Open brettmc opened 5 months ago
I wonder how consistent the implementations of this retry are
It looks like not at all consistent, and I just found https://github.com/open-telemetry/opentelemetry-specification/issues/3639 which describes it quite well:
The implementation of the exponential backoff strategy is not specified
It seems like the root of the issue then is that we cannot configure retry consistently across SIGs if we haven't agreed on the inputs. I can think of a couple of possible next steps:
go back to the spec and try to come up with a specification for how retry should be configured, which everybody can agree on
This sounds like the best path forward, with the other option being the fallback. @brettmc would you mind raising the spec issue, with
FYI, this is something related to https://github.com/open-telemetry/opentelemetry-specification/issues/4083
To add to @codeboten analysis of existing implementations, here is java's set of options
These options mirror gRPC's built in retry mechanism, since gRPC was very influential in the development of OTLP and it seemed reasonable that OTLP clients using the gRPC version of the protocol would utilize the gRPC clients' built in mechanism.
One concrete thing we can / should do while we sort out how these options are configurable across languages is simply give the ability to enable / disable retry. Regardless of the options, every langauge should support some retry mechanism since the spec requires it in clear terms:
Transient errors MUST be handled with a retry strategy. This retry strategy MUST implement an exponential back-off with jitter to avoid overwhelming the destination until the network is restored or the destination has recovered.
We could do this by providing a top level retry_enabled
property for the OTLP exporter type:
otlp:
endpoint: http://localhost:4318
retry_enabled: true
# add in the future
# retry_options:
Later when we add specific options we could add a separate retry_options
type.
Or we could define a new retry
type, with only a enabled
property to start, with the intent to expand later when we decide on the options:
otlp:
endpoint: http://localhost:4318
retry:
enabled: true
# add additional options in the future
Or we could define a new retry type, with only a enabled property to start, with the intent to expand later when we decide on the options
I like this one, combining all retry-related options into one type which we can expand on.

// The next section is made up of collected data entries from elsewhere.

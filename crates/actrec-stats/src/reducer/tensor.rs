use nalgebra::DVector;

use super::{
    Backend, Reducer, argsort, ensure_non_empty, linear_quantile, lower_median_index,
    preserve_kind,
};
use crate::{
    error::{EmptySequenceError, Statistic},
    number::Number,
};

/// Reducer backed by `nalgebra` dynamically-sized vectors.
#[derive(Debug, Clone, Copy, Default)]
pub struct NalgebraReducer;

fn to_vector(values: &[Number]) -> DVector<f64> {
    DVector::from_iterator(values.len(), values.iter().map(|v| v.as_f64()))
}

fn sorted_indices(vector: &DVector<f64>, descending: bool) -> Vec<usize> {
    argsort(vector.len(), descending, |a, b| vector[a].total_cmp(&vector[b]))
}

impl Reducer for NalgebraReducer {
    fn backend(&self) -> Backend {
        Backend::Nalgebra
    }

    // `argmax`/`argmin` skip NaN, so order by `total_cmp` instead
    fn max(&self, values: &[Number]) -> Result<Number, EmptySequenceError> {
        let vector = to_vector(values);
        let (index, _) = vector
            .iter()
            .enumerate()
            .max_by(|(_, a), (_, b)| a.total_cmp(b))
            .ok_or(EmptySequenceError::new(Statistic::Maximum))?;
        Ok(preserve_kind(values, values[index]))
    }

    fn min(&self, values: &[Number]) -> Result<Number, EmptySequenceError> {
        let vector = to_vector(values);
        let (index, _) = vector
            .iter()
            .enumerate()
            .min_by(|(_, a), (_, b)| a.total_cmp(b))
            .ok_or(EmptySequenceError::new(Statistic::Minimum))?;
        Ok(preserve_kind(values, values[index]))
    }

    fn mean(&self, values: &[Number]) -> Result<f64, EmptySequenceError> {
        ensure_non_empty(values, Statistic::Mean)?;
        Ok(to_vector(values).mean())
    }

    fn median(&self, values: &[Number]) -> Result<Number, EmptySequenceError> {
        ensure_non_empty(values, Statistic::Median)?;
        let indices = sorted_indices(&to_vector(values), false);
        let index = indices[lower_median_index(indices.len())];
        Ok(preserve_kind(values, values[index]))
    }

    fn quantile(
        &self,
        values: &[Number],
        points: &[f64],
    ) -> Result<Vec<f64>, EmptySequenceError> {
        ensure_non_empty(values, Statistic::Quantiles)?;
        let mut sorted = to_vector(values);
        sorted.as_mut_slice().sort_by(f64::total_cmp);
        Ok(points
            .iter()
            .map(|&p| linear_quantile(sorted.len(), p, |i| sorted[i]))
            .collect())
    }

    fn sort(&self, values: &[Number], descending: bool) -> Vec<Number> {
        sorted_indices(&to_vector(values), descending)
            .into_iter()
            .map(|i| values[i])
            .collect()
    }

    #[expect(clippy::cast_precision_loss)]
    fn std(&self, values: &[Number]) -> Result<f64, EmptySequenceError> {
        ensure_non_empty(values, Statistic::StdDev)?;
        if values.len() == 1 {
            return Ok(f64::NAN);
        }
        let vector = to_vector(values);
        // `variance` divides by n; rescale to the sample variance
        let n = vector.len() as f64;
        Ok((vector.variance() * n / (n - 1.0)).sqrt())
    }
}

I like this one, combining all retry-related options into one type which we can expand on.
👍 This sounds good to me. Do you have interest in updating this PR to that effect? Or did you want to wait until the specific options are worked out at the spec lever (which could be some time).
Do you have interest in updating this PR to that effect?
Updated to only implement retry.enabled (boolean, default true). The rest of the configuration will need to wait until there is agreement on what inputs are required.
@brettmc it doesn't seem like there's consensus to add the corresponding option in the spec (spec PR #4148). If you know of use cases where PHP users want to disable retry, please comment on that PR.
Else, it seems like we are blocked on this until specification issues are resolved.
https://opentelemetry.io/docs/specs/otlp/#otlphttp-throttling and https://opentelemetry.io/docs/specs/otlp/#otlpgrpc-throttling describe how a client SHOULD implement an exponential backoff strategy (with jitter) in case of retryable export failures. The inputs to this strategy are usually the initial delay, and max attempts. Also added to zipkin exporter, since it could also be implemented there.